__Exercise objective__
Could you output exactly the lines from the one containing "let unit = match" through the end of the records below, and nothing more?

__Stored data entries__
····················

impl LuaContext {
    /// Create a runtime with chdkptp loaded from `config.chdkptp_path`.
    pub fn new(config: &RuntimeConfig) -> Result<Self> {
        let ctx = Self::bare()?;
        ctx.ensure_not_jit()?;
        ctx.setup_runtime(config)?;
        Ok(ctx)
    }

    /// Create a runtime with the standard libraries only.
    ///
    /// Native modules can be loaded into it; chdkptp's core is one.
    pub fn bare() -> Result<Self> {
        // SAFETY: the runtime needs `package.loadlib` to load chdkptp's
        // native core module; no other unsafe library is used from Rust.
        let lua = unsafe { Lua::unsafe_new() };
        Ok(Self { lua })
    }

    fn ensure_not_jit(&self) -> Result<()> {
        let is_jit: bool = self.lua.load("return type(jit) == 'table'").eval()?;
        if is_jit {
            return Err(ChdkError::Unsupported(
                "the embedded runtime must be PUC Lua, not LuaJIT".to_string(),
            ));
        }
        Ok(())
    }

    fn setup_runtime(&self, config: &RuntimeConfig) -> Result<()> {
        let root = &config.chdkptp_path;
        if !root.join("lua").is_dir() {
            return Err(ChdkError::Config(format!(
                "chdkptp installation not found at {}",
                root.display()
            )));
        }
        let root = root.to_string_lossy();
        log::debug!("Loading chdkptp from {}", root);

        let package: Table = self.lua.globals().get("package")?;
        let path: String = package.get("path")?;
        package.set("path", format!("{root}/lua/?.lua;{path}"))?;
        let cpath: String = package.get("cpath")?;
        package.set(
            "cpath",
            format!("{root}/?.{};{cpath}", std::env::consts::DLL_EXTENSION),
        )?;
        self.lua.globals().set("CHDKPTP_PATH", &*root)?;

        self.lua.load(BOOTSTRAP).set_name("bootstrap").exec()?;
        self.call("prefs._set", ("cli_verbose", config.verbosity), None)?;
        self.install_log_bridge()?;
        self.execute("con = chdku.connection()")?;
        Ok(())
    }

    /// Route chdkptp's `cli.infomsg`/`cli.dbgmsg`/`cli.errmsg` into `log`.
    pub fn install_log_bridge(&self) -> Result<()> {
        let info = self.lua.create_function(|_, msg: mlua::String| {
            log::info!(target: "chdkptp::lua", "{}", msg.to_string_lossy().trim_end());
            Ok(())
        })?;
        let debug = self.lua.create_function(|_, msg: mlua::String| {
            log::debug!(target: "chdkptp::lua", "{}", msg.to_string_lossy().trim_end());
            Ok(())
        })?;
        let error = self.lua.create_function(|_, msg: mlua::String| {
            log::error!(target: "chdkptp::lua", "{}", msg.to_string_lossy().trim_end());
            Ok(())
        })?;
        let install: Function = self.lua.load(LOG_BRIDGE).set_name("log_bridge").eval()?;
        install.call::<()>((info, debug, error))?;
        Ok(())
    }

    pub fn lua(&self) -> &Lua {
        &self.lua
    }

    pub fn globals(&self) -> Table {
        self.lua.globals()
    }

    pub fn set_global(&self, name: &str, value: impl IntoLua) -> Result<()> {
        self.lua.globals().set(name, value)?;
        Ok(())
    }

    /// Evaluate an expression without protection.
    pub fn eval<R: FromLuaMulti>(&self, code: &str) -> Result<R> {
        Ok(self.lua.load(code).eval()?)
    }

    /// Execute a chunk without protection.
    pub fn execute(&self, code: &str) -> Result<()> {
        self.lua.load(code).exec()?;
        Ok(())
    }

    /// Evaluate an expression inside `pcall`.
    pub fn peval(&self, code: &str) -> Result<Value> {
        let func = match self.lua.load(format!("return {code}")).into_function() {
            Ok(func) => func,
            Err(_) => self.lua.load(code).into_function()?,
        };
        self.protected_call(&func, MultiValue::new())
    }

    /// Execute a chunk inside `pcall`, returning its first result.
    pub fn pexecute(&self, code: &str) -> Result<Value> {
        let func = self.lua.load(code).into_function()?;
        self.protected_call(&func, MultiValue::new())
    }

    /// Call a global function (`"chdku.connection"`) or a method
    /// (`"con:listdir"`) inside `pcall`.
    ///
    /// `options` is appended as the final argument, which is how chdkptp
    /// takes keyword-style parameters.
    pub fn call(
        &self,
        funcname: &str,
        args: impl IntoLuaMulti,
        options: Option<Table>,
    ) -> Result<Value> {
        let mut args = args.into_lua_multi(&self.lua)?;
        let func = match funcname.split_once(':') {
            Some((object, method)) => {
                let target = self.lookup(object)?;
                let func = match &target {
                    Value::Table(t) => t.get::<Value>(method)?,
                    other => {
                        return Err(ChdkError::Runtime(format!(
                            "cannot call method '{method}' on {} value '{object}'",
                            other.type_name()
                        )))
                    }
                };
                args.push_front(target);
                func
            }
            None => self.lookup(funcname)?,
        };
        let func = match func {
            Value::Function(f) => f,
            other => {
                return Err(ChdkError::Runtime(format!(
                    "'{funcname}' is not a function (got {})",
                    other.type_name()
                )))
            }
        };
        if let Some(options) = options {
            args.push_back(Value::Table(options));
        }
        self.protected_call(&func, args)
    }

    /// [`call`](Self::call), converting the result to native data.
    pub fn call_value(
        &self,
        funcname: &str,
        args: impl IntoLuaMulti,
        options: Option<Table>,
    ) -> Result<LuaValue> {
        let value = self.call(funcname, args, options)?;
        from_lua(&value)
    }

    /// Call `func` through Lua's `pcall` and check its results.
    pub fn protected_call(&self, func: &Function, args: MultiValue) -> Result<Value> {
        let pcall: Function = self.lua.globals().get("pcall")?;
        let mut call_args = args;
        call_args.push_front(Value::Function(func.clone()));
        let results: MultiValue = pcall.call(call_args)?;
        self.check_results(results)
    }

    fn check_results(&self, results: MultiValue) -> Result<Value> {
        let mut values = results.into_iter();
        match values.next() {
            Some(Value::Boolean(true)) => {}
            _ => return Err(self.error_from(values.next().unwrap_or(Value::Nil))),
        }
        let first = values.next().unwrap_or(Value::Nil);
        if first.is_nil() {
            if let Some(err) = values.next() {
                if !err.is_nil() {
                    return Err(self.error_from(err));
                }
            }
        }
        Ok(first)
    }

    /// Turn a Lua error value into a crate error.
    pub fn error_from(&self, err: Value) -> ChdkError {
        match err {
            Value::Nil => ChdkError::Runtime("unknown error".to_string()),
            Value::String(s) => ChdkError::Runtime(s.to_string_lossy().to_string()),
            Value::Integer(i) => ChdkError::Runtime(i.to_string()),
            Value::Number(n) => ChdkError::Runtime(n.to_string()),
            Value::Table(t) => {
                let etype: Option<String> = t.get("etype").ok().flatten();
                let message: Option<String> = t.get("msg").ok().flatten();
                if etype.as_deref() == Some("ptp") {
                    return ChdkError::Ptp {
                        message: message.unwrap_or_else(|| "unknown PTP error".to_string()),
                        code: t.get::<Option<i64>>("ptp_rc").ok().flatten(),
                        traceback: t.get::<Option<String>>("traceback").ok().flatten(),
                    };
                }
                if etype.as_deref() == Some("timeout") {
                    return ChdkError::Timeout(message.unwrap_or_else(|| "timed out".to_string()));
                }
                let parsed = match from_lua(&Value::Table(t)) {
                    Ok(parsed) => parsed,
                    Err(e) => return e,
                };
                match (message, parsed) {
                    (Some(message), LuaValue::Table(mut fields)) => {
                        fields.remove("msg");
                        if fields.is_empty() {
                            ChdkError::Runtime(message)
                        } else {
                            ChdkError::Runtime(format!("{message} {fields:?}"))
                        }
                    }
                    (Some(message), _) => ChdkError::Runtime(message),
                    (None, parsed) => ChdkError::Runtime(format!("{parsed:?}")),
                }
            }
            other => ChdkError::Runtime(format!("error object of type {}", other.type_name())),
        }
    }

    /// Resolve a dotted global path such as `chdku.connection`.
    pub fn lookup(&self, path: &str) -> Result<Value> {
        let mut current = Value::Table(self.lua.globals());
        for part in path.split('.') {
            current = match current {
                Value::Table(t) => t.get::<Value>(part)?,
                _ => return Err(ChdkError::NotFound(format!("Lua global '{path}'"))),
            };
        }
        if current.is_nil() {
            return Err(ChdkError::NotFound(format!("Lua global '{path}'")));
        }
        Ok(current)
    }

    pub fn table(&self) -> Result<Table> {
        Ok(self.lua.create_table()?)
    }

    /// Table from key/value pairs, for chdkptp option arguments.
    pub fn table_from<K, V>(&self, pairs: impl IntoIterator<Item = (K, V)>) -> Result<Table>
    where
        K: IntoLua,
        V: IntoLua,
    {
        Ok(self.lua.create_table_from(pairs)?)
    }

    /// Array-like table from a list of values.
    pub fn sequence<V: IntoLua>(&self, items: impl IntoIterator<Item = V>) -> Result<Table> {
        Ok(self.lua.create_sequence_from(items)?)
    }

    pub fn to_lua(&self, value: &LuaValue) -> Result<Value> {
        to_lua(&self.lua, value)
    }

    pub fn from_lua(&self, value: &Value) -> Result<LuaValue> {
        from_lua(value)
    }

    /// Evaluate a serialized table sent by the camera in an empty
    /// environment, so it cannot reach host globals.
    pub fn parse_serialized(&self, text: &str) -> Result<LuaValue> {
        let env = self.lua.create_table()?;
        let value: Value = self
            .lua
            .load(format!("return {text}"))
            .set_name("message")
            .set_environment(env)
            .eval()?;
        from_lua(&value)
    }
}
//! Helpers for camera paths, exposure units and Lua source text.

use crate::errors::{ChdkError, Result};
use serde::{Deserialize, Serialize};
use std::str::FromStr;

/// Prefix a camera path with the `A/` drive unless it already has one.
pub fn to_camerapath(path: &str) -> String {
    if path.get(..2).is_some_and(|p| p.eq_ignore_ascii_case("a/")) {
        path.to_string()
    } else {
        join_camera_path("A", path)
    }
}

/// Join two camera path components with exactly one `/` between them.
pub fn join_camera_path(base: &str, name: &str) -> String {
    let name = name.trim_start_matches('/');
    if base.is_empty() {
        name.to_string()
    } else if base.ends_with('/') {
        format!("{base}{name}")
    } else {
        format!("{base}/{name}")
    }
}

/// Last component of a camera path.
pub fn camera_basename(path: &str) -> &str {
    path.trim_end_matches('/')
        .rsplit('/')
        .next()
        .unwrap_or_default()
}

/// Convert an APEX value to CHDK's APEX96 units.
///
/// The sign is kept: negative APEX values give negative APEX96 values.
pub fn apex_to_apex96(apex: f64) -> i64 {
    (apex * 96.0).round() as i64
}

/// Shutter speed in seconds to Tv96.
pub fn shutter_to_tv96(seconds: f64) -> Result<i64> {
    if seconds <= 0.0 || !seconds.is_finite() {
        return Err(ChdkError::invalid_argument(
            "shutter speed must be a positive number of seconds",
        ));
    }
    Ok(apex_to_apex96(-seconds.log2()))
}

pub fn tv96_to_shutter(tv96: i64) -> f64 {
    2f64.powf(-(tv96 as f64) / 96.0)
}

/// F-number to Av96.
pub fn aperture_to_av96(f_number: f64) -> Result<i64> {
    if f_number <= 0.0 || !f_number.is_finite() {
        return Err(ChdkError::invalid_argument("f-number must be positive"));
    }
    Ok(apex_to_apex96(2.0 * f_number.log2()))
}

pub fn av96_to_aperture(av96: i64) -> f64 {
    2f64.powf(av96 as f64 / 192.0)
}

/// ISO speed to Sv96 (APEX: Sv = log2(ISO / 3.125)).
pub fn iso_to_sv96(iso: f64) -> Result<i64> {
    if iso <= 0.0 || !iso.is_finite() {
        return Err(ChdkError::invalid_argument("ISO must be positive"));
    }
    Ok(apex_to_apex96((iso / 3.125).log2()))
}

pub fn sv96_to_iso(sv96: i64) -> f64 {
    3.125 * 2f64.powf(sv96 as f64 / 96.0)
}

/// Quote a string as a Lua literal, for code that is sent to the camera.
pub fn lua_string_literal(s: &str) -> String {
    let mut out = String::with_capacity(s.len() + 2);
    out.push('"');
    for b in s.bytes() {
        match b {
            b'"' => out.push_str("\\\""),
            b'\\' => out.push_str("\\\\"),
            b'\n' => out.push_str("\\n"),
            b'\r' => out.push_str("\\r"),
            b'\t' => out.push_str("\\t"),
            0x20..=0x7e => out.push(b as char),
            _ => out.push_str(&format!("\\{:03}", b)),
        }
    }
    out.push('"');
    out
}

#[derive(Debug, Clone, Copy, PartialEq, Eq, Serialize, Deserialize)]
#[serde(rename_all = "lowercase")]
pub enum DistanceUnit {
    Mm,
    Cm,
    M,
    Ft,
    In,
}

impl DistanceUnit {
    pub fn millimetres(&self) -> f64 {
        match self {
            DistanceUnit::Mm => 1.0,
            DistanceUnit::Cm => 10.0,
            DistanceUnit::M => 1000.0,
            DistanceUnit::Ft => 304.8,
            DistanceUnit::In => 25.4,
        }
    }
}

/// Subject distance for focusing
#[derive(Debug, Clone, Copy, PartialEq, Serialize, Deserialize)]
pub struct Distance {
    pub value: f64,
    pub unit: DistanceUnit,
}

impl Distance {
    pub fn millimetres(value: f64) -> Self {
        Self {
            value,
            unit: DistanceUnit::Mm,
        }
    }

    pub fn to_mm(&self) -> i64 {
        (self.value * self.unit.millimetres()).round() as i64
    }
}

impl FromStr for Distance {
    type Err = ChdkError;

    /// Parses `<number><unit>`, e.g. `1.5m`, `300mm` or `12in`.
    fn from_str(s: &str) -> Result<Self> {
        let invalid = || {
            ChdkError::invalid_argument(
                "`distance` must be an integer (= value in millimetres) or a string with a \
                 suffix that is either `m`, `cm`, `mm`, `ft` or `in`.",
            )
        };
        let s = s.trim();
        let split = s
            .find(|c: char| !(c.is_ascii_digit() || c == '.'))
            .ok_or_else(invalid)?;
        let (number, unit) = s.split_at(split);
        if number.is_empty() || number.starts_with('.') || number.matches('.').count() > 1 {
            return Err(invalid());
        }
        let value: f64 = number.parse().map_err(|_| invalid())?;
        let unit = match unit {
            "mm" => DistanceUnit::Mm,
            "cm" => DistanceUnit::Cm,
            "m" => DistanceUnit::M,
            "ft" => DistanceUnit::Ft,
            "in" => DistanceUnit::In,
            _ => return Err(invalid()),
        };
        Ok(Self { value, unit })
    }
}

····················

__Result of this task__
        let unit = match unit {
            "mm" => DistanceUnit::Mm,
            "cm" => DistanceUnit::Cm,
            "m" => DistanceUnit::M,
            "ft" => DistanceUnit::Ft,
            "in" => DistanceUnit::In,
            _ => return Err(invalid()),
        };
        Ok(Self { value, unit })
    }
}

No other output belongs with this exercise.